• **Task statement**
Scan the entries below for the word "closed", then copy each line that holds it.

[Saved data entries]
= = = = = = =
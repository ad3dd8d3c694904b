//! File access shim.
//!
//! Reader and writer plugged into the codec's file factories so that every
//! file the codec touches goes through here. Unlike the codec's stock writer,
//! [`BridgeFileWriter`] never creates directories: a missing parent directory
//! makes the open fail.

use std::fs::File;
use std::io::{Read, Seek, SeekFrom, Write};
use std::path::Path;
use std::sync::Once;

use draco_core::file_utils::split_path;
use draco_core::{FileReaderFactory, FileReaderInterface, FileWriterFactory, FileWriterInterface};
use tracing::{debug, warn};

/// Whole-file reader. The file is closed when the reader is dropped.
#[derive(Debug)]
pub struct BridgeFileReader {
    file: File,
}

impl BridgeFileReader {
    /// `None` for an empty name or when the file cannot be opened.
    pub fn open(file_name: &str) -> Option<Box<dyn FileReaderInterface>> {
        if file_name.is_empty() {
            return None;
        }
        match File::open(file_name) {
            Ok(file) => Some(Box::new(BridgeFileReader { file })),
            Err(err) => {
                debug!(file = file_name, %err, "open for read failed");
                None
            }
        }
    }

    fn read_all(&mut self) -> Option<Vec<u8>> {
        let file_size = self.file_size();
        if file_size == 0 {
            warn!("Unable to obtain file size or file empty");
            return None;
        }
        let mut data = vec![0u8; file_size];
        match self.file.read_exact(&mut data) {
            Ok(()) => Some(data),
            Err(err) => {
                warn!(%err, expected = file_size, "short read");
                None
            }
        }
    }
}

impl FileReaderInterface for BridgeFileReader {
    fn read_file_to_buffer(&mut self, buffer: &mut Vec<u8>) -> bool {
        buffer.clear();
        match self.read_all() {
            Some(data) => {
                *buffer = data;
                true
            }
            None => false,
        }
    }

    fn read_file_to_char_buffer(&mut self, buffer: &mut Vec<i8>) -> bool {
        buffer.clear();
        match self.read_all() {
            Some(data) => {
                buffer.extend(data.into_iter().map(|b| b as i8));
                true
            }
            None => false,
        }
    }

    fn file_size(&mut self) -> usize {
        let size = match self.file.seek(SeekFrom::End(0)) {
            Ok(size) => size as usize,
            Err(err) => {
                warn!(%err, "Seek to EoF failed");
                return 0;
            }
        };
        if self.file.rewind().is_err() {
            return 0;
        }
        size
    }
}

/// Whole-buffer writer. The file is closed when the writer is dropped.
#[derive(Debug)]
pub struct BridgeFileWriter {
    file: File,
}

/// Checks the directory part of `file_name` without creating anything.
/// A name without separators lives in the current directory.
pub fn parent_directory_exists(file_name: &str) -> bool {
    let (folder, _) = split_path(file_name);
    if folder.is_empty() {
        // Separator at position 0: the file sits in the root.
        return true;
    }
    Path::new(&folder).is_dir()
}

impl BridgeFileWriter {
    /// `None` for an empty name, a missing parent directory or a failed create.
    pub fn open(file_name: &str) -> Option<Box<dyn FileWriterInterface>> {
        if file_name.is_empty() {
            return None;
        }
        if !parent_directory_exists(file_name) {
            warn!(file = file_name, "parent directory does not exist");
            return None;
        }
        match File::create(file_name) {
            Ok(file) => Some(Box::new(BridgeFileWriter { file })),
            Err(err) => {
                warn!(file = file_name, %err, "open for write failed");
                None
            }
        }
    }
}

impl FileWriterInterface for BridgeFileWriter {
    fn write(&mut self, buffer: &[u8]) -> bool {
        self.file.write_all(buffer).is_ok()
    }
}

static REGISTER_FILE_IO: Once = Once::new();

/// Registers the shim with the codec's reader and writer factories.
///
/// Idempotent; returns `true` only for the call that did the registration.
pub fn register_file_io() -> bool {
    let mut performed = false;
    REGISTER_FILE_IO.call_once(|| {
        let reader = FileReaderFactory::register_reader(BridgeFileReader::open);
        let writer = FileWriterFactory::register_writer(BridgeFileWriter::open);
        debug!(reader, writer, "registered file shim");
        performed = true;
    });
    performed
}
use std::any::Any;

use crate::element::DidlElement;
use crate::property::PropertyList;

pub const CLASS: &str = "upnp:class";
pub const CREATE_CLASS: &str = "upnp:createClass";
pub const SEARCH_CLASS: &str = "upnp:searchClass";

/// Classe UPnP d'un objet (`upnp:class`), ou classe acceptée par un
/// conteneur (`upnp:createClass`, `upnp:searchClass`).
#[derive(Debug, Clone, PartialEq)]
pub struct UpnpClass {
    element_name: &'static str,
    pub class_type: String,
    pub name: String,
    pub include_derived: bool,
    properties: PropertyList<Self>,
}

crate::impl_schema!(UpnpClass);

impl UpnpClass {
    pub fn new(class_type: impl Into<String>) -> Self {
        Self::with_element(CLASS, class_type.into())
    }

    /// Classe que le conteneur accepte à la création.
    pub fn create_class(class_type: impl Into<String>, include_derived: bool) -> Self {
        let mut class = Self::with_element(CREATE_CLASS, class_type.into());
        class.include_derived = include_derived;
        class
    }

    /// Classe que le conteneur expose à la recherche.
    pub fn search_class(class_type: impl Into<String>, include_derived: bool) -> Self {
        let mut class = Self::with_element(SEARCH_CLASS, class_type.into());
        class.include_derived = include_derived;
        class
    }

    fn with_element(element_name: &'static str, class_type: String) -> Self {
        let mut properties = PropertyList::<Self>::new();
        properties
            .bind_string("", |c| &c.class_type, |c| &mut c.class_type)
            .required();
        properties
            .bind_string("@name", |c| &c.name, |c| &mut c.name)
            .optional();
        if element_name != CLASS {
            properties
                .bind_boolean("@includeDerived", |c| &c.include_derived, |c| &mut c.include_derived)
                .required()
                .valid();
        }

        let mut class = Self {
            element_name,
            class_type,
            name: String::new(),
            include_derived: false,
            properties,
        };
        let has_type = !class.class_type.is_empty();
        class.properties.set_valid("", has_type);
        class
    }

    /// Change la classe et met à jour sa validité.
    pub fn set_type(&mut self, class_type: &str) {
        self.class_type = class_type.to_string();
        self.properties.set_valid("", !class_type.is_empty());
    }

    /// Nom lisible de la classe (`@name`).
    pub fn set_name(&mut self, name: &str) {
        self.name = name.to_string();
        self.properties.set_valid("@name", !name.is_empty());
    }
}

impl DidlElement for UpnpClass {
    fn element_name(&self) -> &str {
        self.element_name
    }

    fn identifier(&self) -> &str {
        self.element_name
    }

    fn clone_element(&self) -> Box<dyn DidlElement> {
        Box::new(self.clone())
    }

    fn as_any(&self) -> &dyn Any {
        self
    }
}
= = = = = = =
• **Response below**
/// Whole-file reader. The file is closed when the reader is dropped.
/// Whole-buffer writer. The file is closed when the writer is dropped.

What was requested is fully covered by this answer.